Pour Leconte de Lisle, la nécessité de se produire en public fut une épreuve. Bien qu’il s’efforçât de ne rien faire paraître de ses sentiments sur son visage qui prit, dès lors, son expression définitive de calme marmoréen, il laissa, malgré tout, percer son émotion par un peu de confusion dans le débit : sa voix, d’ordinaire vibrante, profonde, chaudement timbrée, parut tout à coup s’être assourdie, voilée ; du moins, dans le long recueillement où il avait écrit ce discours, le poète était-il bien assuré de n’avoir fait de concession à aucune nécessité académique, littéraire, politique ou mondaine. Il dit, clairement, ce qu’il avait à dire : son admiration pour un poète « de la race désormais éteinte, des génies universels » ; son opinion personnelle, intransigeante, sur les faits historiques, politiques, philosophiques et religieux, qui avaient été la substance de l’œuvre colossale d’Hugo.

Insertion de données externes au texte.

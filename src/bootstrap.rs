//! Handles to the host allocator, plus the bump-pointer `calloc` stub used
//! while those handles are still being resolved.
//!
//! Resolving `calloc` through the dynamic linker can itself call `calloc`
//! (glibc's TLS machinery does).  The stub breaks that cycle: it hands out
//! slices of a static, pre-zeroed buffer and never frees.  It is installed
//! before resolution starts and overwritten once the real symbol is known.

use std::cell::UnsafeCell;
use std::mem;
use std::process::abort;
use std::sync::atomic::{AtomicUsize, Ordering};

use libc::{c_char, c_void, dlsym, size_t, RTLD_NEXT};

type MallocFn = unsafe extern "C" fn(size: size_t) -> *mut c_void;
type FreeFn = unsafe extern "C" fn(ptr: *mut c_void);
type CallocFn = unsafe extern "C" fn(nmemb: size_t, size: size_t) -> *mut c_void;

static REAL_MALLOC: AtomicUsize = AtomicUsize::new(0);
static REAL_FREE: AtomicUsize = AtomicUsize::new(0);
static REAL_CALLOC: AtomicUsize = AtomicUsize::new(0);

const BOOTSTRAP_CAPACITY: usize = 1024;

// Hands out disjoint slices: the offset is claimed atomically before any
// byte of the buffer is touched.
struct BootstrapArena(UnsafeCell<[u8; BOOTSTRAP_CAPACITY]>);

unsafe impl Sync for BootstrapArena {}

static BOOTSTRAP_BUF: BootstrapArena = BootstrapArena(UnsafeCell::new([0; BOOTSTRAP_CAPACITY]));
static BOOTSTRAP_OFFSET: AtomicUsize = AtomicUsize::new(0);

/// Write one diagnostic line to stderr and abort.
///
/// Fatal paths run while the allocator may be unusable, so this stays off
/// the Rust formatting machinery entirely.
pub(crate) fn fatal(msg: &[u8]) -> ! {
    unsafe {
        let _ = libc::write(2, msg.as_ptr() as *const c_void, msg.len() as size_t);
    }
    abort();
}

// The buffer lives in .bss, so memory handed out here is already zeroed.
// It is never returned to any allocator; callers check `is_bootstrap_ptr`
// before forwarding a pointer to the real `free`.
unsafe extern "C" fn bootstrap_calloc(nmemb: size_t, size: size_t) -> *mut c_void {
    let bytes = (nmemb as usize).saturating_mul(size as usize);
    let offset = BOOTSTRAP_OFFSET.fetch_add(bytes, Ordering::Relaxed);
    if offset.saturating_add(bytes) > BOOTSTRAP_CAPACITY {
        fatal(b"mem_scope_track: bootstrap calloc buffer exhausted\n");
    }
    BOOTSTRAP_BUF.0.get().cast::<u8>().add(offset).cast()
}

/// True when `ptr` points into the bootstrap buffer.
pub(crate) fn is_bootstrap_ptr(ptr: *mut c_void) -> bool {
    let base = BOOTSTRAP_BUF.0.get() as usize;
    let addr = ptr as usize;
    addr >= base && addr < base + BOOTSTRAP_CAPACITY
}

/// Preseed the `calloc` handle with the stub.  Must happen before
/// `resolve_real_handles` so the dynamic linker can allocate mid-lookup.
pub(crate) fn install_bootstrap_calloc() {
    REAL_CALLOC.store(bootstrap_calloc as usize, Ordering::SeqCst);
}

fn resolve_or_abort(symbol: &'static [u8]) -> usize {
    let sym = unsafe { dlsym(RTLD_NEXT, symbol.as_ptr() as *const c_char) };
    if sym.is_null() {
        fatal(b"mem_scope_track: could not resolve a host allocator symbol\n");
    }
    sym as usize
}

/// Resolve the host `malloc`, `free` and `calloc`.  `calloc` goes last so
/// the stub stays installed for the linker's own allocations.
pub(crate) fn resolve_real_handles() {
    REAL_MALLOC.store(resolve_or_abort(b"malloc\0"), Ordering::SeqCst);
    REAL_FREE.store(resolve_or_abort(b"free\0"), Ordering::SeqCst);
    REAL_CALLOC.store(resolve_or_abort(b"calloc\0"), Ordering::SeqCst);
}

/// # Safety
///
/// Forwards to the host allocator's `malloc`.
pub(crate) unsafe fn real_malloc(size: size_t) -> *mut c_void {
    let raw = REAL_MALLOC.load(Ordering::Acquire);
    if raw == 0 {
        fatal(b"mem_scope_track: malloc intercepted before the host allocator was resolved\n");
    }
    let real: MallocFn = mem::transmute(raw);
    real(size)
}

/// # Safety
///
/// Forwards to the host allocator's `free`.  `ptr` must have come from the
/// host allocator (bootstrap pointers are filtered out by the caller).
pub(crate) unsafe fn real_free(ptr: *mut c_void) {
    let raw = REAL_FREE.load(Ordering::Acquire);
    if raw == 0 {
        fatal(b"mem_scope_track: free intercepted before the host allocator was resolved\n");
    }
    let real: FreeFn = mem::transmute(raw);
    real(ptr);
}

/// # Safety
///
/// Forwards to the host allocator's `calloc`, or to the bootstrap stub
/// while resolution is still in flight.
pub(crate) unsafe fn real_calloc(nmemb: size_t, size: size_t) -> *mut c_void {
    let raw = REAL_CALLOC.load(Ordering::Acquire);
    if raw == 0 {
        fatal(b"mem_scope_track: calloc intercepted before the host allocator was resolved\n");
    }
    let real: CallocFn = mem::transmute(raw);
    real(nmemb, size)
}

Lorsque Van Dyck peignait un de ses contemporains il l’habillait de son idéal personnel. Qu’il fut roi ou drapier, il lui communiquait de sa distinction, de son élégance propre ; il lui prêtait ses mains effilées d’homme de bonne race. Dans un degré plus ou moins apparent, tous les peintres de génie en ont usé de même ; ils ont ajouté de leur tempérament, de leur nature, de leur goût propre, à chacun des modèles qu’ils se proposaient de peindre.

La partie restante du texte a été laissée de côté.